Data in this exercise:
=-=-=-=-=
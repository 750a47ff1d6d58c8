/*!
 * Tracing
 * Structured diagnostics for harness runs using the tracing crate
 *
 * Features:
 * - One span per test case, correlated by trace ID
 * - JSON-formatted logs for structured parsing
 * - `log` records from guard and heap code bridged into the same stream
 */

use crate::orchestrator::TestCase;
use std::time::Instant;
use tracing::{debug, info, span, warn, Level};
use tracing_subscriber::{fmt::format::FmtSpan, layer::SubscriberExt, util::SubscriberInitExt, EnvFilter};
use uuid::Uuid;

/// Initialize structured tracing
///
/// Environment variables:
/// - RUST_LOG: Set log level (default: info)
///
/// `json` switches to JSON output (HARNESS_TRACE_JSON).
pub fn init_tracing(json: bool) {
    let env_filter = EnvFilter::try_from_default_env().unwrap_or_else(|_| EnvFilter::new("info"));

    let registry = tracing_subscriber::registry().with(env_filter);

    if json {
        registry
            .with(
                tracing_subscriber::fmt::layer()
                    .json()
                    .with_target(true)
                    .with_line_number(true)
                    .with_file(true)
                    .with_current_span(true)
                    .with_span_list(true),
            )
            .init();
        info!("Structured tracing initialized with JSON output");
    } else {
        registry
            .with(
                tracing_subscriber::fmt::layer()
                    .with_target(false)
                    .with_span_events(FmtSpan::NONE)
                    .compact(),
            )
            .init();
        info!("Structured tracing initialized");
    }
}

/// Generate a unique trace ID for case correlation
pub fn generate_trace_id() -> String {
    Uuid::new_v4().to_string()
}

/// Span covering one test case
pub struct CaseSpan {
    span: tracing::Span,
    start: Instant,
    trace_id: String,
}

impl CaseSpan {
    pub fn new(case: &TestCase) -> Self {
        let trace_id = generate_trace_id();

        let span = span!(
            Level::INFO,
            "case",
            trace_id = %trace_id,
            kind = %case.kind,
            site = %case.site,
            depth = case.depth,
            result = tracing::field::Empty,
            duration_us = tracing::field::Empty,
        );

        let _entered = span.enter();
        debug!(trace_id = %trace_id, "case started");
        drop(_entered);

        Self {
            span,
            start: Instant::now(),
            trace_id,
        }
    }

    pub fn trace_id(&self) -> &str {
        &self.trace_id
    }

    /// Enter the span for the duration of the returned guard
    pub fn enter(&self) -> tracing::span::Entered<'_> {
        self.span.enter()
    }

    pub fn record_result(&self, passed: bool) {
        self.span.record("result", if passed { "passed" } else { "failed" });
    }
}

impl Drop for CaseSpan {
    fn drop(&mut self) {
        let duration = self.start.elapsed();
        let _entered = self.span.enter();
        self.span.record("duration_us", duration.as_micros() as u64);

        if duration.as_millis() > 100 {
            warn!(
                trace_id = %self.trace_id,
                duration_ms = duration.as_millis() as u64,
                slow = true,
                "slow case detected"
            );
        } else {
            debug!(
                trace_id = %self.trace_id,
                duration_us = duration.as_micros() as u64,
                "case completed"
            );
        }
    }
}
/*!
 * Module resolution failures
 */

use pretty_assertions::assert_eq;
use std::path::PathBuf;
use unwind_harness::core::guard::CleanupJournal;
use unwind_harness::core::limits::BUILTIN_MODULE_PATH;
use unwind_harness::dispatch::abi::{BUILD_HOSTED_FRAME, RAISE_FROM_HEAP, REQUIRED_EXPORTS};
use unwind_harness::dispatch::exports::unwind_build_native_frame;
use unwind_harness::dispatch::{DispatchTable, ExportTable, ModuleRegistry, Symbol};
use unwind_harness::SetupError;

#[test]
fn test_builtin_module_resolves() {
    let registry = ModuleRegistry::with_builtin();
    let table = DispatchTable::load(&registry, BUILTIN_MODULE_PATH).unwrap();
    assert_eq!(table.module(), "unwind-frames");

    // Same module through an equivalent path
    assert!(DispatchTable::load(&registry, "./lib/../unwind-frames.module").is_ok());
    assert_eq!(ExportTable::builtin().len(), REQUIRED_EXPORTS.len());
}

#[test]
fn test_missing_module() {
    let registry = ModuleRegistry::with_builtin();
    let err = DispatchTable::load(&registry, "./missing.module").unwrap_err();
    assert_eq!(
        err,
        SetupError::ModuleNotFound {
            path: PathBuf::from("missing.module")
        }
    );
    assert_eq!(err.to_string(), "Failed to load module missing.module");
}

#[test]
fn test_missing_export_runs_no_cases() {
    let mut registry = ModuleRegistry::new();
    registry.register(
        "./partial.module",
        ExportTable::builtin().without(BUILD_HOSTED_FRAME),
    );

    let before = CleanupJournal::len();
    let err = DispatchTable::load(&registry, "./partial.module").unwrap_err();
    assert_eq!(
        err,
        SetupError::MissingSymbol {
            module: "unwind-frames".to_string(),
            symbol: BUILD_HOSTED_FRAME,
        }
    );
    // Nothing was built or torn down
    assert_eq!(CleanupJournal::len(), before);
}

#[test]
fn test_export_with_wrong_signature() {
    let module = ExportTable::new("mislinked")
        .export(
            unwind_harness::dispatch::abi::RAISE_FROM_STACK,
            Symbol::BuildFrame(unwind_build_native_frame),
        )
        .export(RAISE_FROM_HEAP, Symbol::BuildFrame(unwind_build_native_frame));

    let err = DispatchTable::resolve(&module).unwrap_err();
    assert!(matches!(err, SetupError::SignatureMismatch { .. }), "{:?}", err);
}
=-=-=-=-=
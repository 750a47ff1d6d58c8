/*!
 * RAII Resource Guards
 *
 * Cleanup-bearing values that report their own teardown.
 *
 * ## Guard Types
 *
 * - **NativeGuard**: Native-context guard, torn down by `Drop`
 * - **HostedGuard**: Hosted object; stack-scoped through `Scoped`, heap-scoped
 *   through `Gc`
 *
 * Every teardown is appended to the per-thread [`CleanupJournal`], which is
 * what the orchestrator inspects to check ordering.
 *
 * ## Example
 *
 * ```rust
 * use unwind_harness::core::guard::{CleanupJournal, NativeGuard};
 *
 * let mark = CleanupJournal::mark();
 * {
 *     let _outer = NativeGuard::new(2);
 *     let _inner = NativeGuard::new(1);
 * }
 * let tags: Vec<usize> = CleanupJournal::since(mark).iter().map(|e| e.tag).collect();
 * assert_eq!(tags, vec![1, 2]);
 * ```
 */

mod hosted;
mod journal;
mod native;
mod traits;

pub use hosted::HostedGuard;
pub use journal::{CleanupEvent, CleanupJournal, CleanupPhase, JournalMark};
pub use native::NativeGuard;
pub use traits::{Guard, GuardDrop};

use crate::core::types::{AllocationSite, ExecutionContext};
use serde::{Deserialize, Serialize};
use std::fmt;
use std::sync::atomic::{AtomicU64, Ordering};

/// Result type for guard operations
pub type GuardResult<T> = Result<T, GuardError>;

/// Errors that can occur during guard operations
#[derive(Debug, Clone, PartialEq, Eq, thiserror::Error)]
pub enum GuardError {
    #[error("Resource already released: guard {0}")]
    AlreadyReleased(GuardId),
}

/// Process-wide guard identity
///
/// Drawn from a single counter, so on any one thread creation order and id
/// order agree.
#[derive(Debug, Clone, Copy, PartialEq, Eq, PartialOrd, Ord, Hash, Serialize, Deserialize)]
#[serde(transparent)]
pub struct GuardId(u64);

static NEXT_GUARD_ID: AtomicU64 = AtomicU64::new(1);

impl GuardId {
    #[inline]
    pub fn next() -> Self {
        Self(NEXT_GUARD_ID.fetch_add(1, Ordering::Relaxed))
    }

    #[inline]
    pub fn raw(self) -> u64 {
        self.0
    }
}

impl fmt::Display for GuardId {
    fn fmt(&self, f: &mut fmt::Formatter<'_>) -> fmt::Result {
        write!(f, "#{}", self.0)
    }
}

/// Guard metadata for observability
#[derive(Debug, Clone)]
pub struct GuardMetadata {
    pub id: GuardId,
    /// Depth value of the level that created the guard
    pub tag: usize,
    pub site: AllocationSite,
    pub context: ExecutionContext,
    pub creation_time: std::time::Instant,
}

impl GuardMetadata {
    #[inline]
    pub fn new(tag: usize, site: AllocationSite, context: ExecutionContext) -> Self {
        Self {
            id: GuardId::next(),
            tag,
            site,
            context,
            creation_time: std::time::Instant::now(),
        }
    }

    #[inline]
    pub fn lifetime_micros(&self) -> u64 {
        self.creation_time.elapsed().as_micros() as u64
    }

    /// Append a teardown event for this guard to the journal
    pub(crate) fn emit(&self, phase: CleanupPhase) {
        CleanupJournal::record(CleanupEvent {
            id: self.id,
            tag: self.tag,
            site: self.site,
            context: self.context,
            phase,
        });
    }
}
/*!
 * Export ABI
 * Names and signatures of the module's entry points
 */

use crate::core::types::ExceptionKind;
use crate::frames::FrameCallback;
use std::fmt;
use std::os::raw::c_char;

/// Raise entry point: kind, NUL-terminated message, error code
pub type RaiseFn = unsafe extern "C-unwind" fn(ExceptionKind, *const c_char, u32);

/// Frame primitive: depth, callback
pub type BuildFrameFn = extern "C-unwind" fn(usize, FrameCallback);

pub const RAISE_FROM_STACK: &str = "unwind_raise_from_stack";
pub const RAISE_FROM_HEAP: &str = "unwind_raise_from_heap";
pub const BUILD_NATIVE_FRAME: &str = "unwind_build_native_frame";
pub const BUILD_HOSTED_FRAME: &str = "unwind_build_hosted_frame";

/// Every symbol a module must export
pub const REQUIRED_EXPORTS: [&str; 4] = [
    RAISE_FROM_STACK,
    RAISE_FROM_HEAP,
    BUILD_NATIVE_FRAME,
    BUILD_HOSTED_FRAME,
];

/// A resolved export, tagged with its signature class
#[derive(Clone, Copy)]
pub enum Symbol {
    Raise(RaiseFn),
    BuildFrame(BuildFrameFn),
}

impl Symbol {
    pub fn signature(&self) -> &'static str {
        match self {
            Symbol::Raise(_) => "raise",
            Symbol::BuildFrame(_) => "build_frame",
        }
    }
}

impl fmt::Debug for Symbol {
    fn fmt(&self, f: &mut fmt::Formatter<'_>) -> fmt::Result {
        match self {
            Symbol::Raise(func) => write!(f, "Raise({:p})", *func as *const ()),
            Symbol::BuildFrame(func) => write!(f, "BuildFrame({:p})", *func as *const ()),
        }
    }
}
=-=-=-=-=
Taking the entries above, print exactly the lines starting at the line with "Uuid::new_v4().to_string()" and ending at the line with "let _entered = span.enter();", both included.

Response to the exercise:
    Uuid::new_v4().to_string()
}

/// Span covering one test case
pub struct CaseSpan {
    span: tracing::Span,
    start: Instant,
    trace_id: String,
}

impl CaseSpan {
    pub fn new(case: &TestCase) -> Self {
        let trace_id = generate_trace_id();

        let span = span!(
            Level::INFO,
            "case",
            trace_id = %trace_id,
            kind = %case.kind,
            site = %case.site,
            depth = case.depth,
            result = tracing::field::Empty,
            duration_us = tracing::field::Empty,
        );

        let _entered = span.enter();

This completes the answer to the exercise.